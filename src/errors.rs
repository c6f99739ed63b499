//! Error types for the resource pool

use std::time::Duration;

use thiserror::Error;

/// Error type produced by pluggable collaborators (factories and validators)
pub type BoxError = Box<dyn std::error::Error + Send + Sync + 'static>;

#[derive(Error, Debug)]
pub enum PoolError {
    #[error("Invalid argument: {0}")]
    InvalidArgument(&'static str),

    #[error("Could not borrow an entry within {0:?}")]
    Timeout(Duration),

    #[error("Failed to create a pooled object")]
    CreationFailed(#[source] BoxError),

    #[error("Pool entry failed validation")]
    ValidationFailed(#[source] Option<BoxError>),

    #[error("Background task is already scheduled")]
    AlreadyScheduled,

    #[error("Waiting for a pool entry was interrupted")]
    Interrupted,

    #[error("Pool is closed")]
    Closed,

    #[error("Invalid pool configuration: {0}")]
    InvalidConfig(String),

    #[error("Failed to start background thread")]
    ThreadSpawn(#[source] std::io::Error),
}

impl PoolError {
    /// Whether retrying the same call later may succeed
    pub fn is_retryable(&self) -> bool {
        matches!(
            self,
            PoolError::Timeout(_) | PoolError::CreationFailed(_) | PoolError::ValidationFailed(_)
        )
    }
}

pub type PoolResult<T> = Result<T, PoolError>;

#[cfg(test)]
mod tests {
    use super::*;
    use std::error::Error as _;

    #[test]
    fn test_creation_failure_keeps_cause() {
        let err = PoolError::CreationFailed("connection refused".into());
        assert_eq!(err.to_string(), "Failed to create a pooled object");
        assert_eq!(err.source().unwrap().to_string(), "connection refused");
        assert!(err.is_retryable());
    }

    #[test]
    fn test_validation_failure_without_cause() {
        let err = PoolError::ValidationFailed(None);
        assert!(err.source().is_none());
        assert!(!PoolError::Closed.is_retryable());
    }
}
------------
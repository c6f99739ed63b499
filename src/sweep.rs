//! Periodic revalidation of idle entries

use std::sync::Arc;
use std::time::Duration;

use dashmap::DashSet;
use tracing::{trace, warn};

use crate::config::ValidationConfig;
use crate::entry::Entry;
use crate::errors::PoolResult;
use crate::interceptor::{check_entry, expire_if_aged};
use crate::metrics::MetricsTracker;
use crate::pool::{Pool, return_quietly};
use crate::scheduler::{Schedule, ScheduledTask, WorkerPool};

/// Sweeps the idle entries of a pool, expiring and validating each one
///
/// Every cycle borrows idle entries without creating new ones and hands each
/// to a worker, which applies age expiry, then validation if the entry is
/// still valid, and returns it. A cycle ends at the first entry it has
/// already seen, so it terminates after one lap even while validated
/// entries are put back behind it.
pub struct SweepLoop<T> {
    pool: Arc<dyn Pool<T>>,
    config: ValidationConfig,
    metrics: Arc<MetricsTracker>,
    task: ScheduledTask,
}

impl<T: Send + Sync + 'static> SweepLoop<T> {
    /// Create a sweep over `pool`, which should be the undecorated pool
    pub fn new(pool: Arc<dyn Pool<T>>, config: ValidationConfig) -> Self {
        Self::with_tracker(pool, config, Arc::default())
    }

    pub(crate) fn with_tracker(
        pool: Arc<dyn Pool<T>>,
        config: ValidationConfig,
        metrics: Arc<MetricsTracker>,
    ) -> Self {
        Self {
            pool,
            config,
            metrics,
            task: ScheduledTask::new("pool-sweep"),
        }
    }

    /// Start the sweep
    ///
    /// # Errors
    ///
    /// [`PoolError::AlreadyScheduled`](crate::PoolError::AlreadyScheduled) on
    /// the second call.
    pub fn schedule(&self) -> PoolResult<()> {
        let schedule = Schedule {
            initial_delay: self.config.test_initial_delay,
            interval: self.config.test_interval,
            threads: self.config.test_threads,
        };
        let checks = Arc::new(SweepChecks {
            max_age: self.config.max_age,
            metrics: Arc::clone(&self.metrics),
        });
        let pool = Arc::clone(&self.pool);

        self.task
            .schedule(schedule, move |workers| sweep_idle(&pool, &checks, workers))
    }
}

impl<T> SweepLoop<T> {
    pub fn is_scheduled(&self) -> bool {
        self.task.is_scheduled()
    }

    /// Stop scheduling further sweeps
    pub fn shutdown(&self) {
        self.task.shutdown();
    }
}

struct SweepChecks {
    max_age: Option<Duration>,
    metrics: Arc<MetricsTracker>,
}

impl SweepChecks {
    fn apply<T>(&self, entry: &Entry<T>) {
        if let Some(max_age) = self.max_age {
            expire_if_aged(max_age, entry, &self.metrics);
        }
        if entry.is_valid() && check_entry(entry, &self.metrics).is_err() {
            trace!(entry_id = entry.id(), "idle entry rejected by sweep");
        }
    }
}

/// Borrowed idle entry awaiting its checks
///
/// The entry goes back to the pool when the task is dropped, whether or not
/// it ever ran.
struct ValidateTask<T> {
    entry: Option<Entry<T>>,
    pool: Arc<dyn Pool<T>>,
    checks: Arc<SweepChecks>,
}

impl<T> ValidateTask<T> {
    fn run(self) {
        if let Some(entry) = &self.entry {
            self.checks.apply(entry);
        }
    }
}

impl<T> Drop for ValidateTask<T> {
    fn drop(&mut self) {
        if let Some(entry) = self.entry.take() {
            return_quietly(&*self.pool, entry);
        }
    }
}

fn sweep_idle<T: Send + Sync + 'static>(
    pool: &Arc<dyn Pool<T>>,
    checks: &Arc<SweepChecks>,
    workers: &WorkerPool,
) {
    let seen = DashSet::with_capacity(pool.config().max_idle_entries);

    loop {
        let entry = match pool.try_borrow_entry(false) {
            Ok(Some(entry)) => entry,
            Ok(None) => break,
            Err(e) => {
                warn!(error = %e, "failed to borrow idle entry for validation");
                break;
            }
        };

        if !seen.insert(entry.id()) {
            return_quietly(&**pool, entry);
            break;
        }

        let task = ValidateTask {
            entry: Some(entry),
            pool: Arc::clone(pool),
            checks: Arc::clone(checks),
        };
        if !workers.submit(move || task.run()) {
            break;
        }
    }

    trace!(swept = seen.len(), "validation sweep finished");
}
------------
• PROBLEM: From the records above, print only the lines between the one holding "fn apply<T>(&self, entry: &Entry<T>)" and the one holding "if entry.is_valid() &&", inclusive, exactly as they stand.

• EXERCISE SOLUTION:
    fn apply<T>(&self, entry: &Entry<T>) {
        if let Some(max_age) = self.max_age {
            expire_if_aged(max_age, entry, &self.metrics);
        }
        if entry.is_valid() && check_entry(entry, &self.metrics).is_err() {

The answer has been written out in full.